Отталкиваясь от этой возможности (не реализованной, но не сказать чтобы вовсе абсурдной), Швеблин выстраивает целый мир разного рода парных взаимодействий. У ее романа нет сквозного сюжета — в сущности, это просто нарезка разрозненных эпизодов, так или иначе фиксирующих взаимоотношения кентуки с их хозяевами. Некоторые эпизоды понемногу складываются в пунктирные истории, некоторые остаются вырванными из контекста фрагментами без конца и начала. 

Мальчик с жаркого Антигуа становится «жизнью» кентуки-дракона, обитающего в Норвегии. Им овладевает неодолимая жажда увидеть и потрогать снег — ради этого он убегает от хозяина и отправляется в одинокое гибельно опасное путешествие к леднику. Подруга молодого талантливого художника, приехавшего творить в арт-резиденцию, медленно сходит с ума от одиночества и безделья, вымещая свой душевный дискомфорт на ни в чем не повинном кентуки-вороне. Пожилая мексиканка становится «жизнью» кентуки-крольчихи, обитающей в квартире молодой немки, и постепенно под видом заботы начинает грубо вторгаться в жизнь своей «хозяйки». Хорватский парень, «вселившийся» в кентуки где-то на границе Бразилии и Венесуэлы, становится свидетелем преступления, которое не может предотвратить. 
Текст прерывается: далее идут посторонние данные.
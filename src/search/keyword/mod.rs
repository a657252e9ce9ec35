#[cfg(test)]
mod tests;

use itertools::Itertools;
use serde::{Deserialize, Serialize};
use std::collections::{BTreeMap, BTreeSet};
use std::path::Path;
use tracing::{debug, info};

use super::SearchError;

/// Default cap on keyword results
pub const DEFAULT_KEYWORD_LIMIT: usize = 10;

/// One page of the static keyword index
#[derive(Debug, Clone, PartialEq, Eq, Serialize, Deserialize)]
pub struct KeywordDoc {
    pub id: u32,
    pub title: String,
    pub url: String,
    pub body: String,
}

pub trait KeywordSearcher: Send + Sync {
    /// Documents matching `query`, best field first, at most `limit` entries
    fn search(&self, query: &str, limit: usize) -> Vec<KeywordDoc>;
}

/// Inverted index over a single document field.
///
/// Tokens are kept sorted so every token sharing a prefix sits in one contiguous range.
#[derive(Debug, Default)]
struct FieldIndex {
    postings: BTreeMap<String, BTreeSet<usize>>,
}

impl FieldIndex {
    fn insert(&mut self, position: usize, text: &str) {
        for token in tokenize(text) {
            self.postings.entry(token).or_default().insert(position);
        }
    }

    /// Documents containing a token that starts with `prefix`
    fn prefix_matches(&self, prefix: &str) -> BTreeSet<usize> {
        self.postings
            .range(prefix.to_string()..)
            .take_while(|(token, _)| token.starts_with(prefix))
            .flat_map(|(_, positions)| positions.iter().copied())
            .collect()
    }

    /// Documents where every query token prefix-matches, in document order
    fn matches(&self, tokens: &[String]) -> Vec<usize> {
        let mut sets = tokens.iter().map(|token| self.prefix_matches(token));
        let Some(first) = sets.next() else {
            return Vec::new();
        };
        sets.fold(first, |acc, set| acc.intersection(&set).copied().collect())
            .into_iter()
            .collect()
    }
}

/// In-memory full-text index over document titles and bodies.
///
/// Built once from the static index file; searches are read-only.
#[derive(Debug, Default)]
pub struct KeywordIndex {
    docs: Vec<KeywordDoc>,
    title: FieldIndex,
    body: FieldIndex,
}

impl KeywordIndex {
    #[inline]
    pub fn build(docs: Vec<KeywordDoc>) -> Self {
        let mut title = FieldIndex::default();
        let mut body = FieldIndex::default();
        for (position, doc) in docs.iter().enumerate() {
            title.insert(position, &doc.title);
            body.insert(position, &doc.body);
        }
        debug!(
            "Built keyword index: {} docs, {} title tokens, {} body tokens",
            docs.len(),
            title.postings.len(),
            body.postings.len()
        );
        Self { docs, title, body }
    }

    /// Read the static index file (a JSON array of documents) and build the index
    #[inline]
    pub async fn load(path: &Path) -> Result<Self, SearchError> {
        let json = tokio::fs::read_to_string(path).await.map_err(|e| {
            SearchError::IndexUnavailable(format!("{}: {}", path.display(), e))
        })?;
        let docs: Vec<KeywordDoc> = serde_json::from_str(&json).map_err(|e| {
            SearchError::IndexUnavailable(format!("{}: {}", path.display(), e))
        })?;
        info!("Loaded {} keyword documents from {}", docs.len(), path.display());
        Ok(Self::build(docs))
    }

    #[inline]
    pub fn len(&self) -> usize {
        self.docs.len()
    }

    #[inline]
    pub fn is_empty(&self) -> bool {
        self.docs.is_empty()
    }

    #[inline]
    pub fn docs(&self) -> &[KeywordDoc] {
        &self.docs
    }
}

impl KeywordSearcher for KeywordIndex {
    /// Title matches come before body matches. A document id found in both fields
    /// appears once, at its first position.
    fn search(&self, query: &str, limit: usize) -> Vec<KeywordDoc> {
        let tokens = tokenize(query);
        if tokens.is_empty() {
            return Vec::new();
        }

        let title_hits = self.title.matches(&tokens);
        let body_hits = self.body.matches(&tokens);

        title_hits
            .into_iter()
            .chain(body_hits)
            .unique_by(|&position| self.docs[position].id)
            .take(limit)
            .map(|position| self.docs[position].clone())
            .collect()
    }
}

/// Lowercased alphanumeric runs
#[inline]
pub fn tokenize(text: &str) -> Vec<String> {
    text.split(|c: char| !c.is_alphanumeric())
        .filter(|token| !token.is_empty())
        .map(str::to_lowercase)
        .collect()
}

use chrono::{DateTime, Utc};
use serde::{Deserialize, Serialize};
use std::path::Path;
use tracing::{debug, info, warn};

use crate::search::SearchError;
use crate::{DocsError, Result};

/// A titled slice of documentation with its precomputed embedding
#[derive(Debug, Clone, PartialEq, Serialize, Deserialize)]
pub struct Chunk {
    pub id: String,
    pub title: String,
    pub text: String,
    pub source: String,
    pub url: String,
    pub embedding: Vec<f32>,
}

/// Precomputed embeddings for the documentation set.
///
/// Written as a versioned envelope recording the model that produced the vectors.
/// Bare JSON arrays of chunks (the older format) are still accepted; they carry no
/// model identifier, so only the vector length can be checked against the embedder.
#[derive(Debug, Clone, PartialEq)]
pub struct EmbeddingStore {
    pub model: Option<String>,
    pub generated_at: Option<DateTime<Utc>>,
    pub chunks: Vec<Chunk>,
}

#[derive(Serialize, Deserialize)]
struct StoreEnvelope {
    model: String,
    dimension: usize,
    generated_at: DateTime<Utc>,
    chunks: Vec<Chunk>,
}

#[derive(Deserialize)]
#[serde(untagged)]
enum StoreFile {
    Versioned(StoreEnvelope),
    Legacy(Vec<Chunk>),
}

impl EmbeddingStore {
    #[inline]
    pub fn new(model: impl Into<String>, chunks: Vec<Chunk>) -> Self {
        Self {
            model: Some(model.into()),
            generated_at: Some(Utc::now()),
            chunks,
        }
    }

    #[inline]
    pub fn is_empty(&self) -> bool {
        self.chunks.is_empty()
    }

    #[inline]
    pub fn len(&self) -> usize {
        self.chunks.len()
    }

    /// Vector length shared by every chunk, taken from the first one
    #[inline]
    pub fn dimension(&self) -> Option<usize> {
        self.chunks.first().map(|chunk| chunk.embedding.len())
    }

    #[inline]
    pub fn from_json(json: &str) -> Result<Self> {
        let store = match serde_json::from_str::<StoreFile>(json)? {
            StoreFile::Versioned(envelope) => {
                if let Some(chunk) = envelope
                    .chunks
                    .iter()
                    .find(|chunk| chunk.embedding.len() != envelope.dimension)
                {
                    return Err(SearchError::DimensionMismatch {
                        expected: envelope.dimension,
                        found: chunk.embedding.len(),
                    }
                    .into());
                }
                Self {
                    model: Some(envelope.model),
                    generated_at: Some(envelope.generated_at),
                    chunks: envelope.chunks,
                }
            }
            StoreFile::Legacy(chunks) => {
                warn!("Embedding store has no model identifier, only dimensions will be checked");
                Self {
                    model: None,
                    generated_at: None,
                    chunks,
                }
            }
        };
        Ok(store)
    }

    #[inline]
    pub fn to_json(&self) -> Result<String> {
        let envelope = StoreEnvelope {
            model: self.model.clone().unwrap_or_default(),
            dimension: self.dimension().unwrap_or_default(),
            generated_at: self.generated_at.unwrap_or_else(Utc::now),
            chunks: self.chunks.clone(),
        };
        Ok(serde_json::to_string_pretty(&envelope)?)
    }

    #[inline]
    pub async fn load(path: &Path) -> Result<Self> {
        debug!("Loading embedding store from {}", path.display());
        let json = tokio::fs::read_to_string(path).await.map_err(|e| {
            DocsError::Index(format!(
                "Failed to read embedding store {}: {}",
                path.display(),
                e
            ))
        })?;
        let store = Self::from_json(&json)?;
        info!(
            "Loaded {} chunks from {} (model: {})",
            store.len(),
            path.display(),
            store.model.as_deref().unwrap_or("unknown")
        );
        Ok(store)
    }

    #[inline]
    pub async fn save(&self, path: &Path) -> Result<()> {
        if let Some(parent) = path.parent() {
            tokio::fs::create_dir_all(parent).await?;
        }
        tokio::fs::write(path, self.to_json()?).await?;
        info!("Wrote {} embeddings to {}", self.len(), path.display());
        Ok(())
    }

    /// Check the store was produced by the same model the query embedder uses
    #[inline]
    pub fn validate_against(&self, model: &str, dimension: usize) -> Result<(), SearchError> {
        if let Some(stored) = self.model.as_deref() {
            if stored != model {
                return Err(SearchError::ModelMismatch {
                    store: stored.to_string(),
                    embedder: model.to_string(),
                });
            }
        }

        if let Some(chunk) = self
            .chunks
            .iter()
            .find(|chunk| chunk.embedding.len() != dimension)
        {
            return Err(SearchError::DimensionMismatch {
                expected: dimension,
                found: chunk.embedding.len(),
            });
        }

        Ok(())
    }
}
Любовь, предательство, обман, шантаж, абьюз, иррациональная привязанность, доверие, жажда наживы — в миражном существовании кентуки находят отражение все те же паттерны, которые мы привыкли наблюдать в реальности. «Жизни» и «хозяева» используют, мучают, поддерживают, унижают и балуют друг друга ровно так, как это делают обычные люди. Однако наличие между партнерами значительной физической дистанции, а также невозможность в полной мере понять, что же за человек находится на противоположном конце воображаемого провода, парадоксальным образом раскрепощают обоих участников, позволяя привычным для них поведенческим схемам проявиться в максимально ярком, выпуклом едва ли не гротескном виде. Упакованные в пластиковую оболочку, надежно связанные технологическими конвенциями, люди в «Кентуки» внезапно открывают в собственных душах такие глубины, о которых, возможно, они сами предпочли бы не знать, и выкручивают все присущие им от природы свойства на абсолютный максимум.

Обманчиво безобидная идея в умелых руках Саманты Швеблин оборачивается мощнейшим катализатором человеческих страстей — и одновременно величественной метафорой, многое нам сообщающей о самой сути человеческой природы.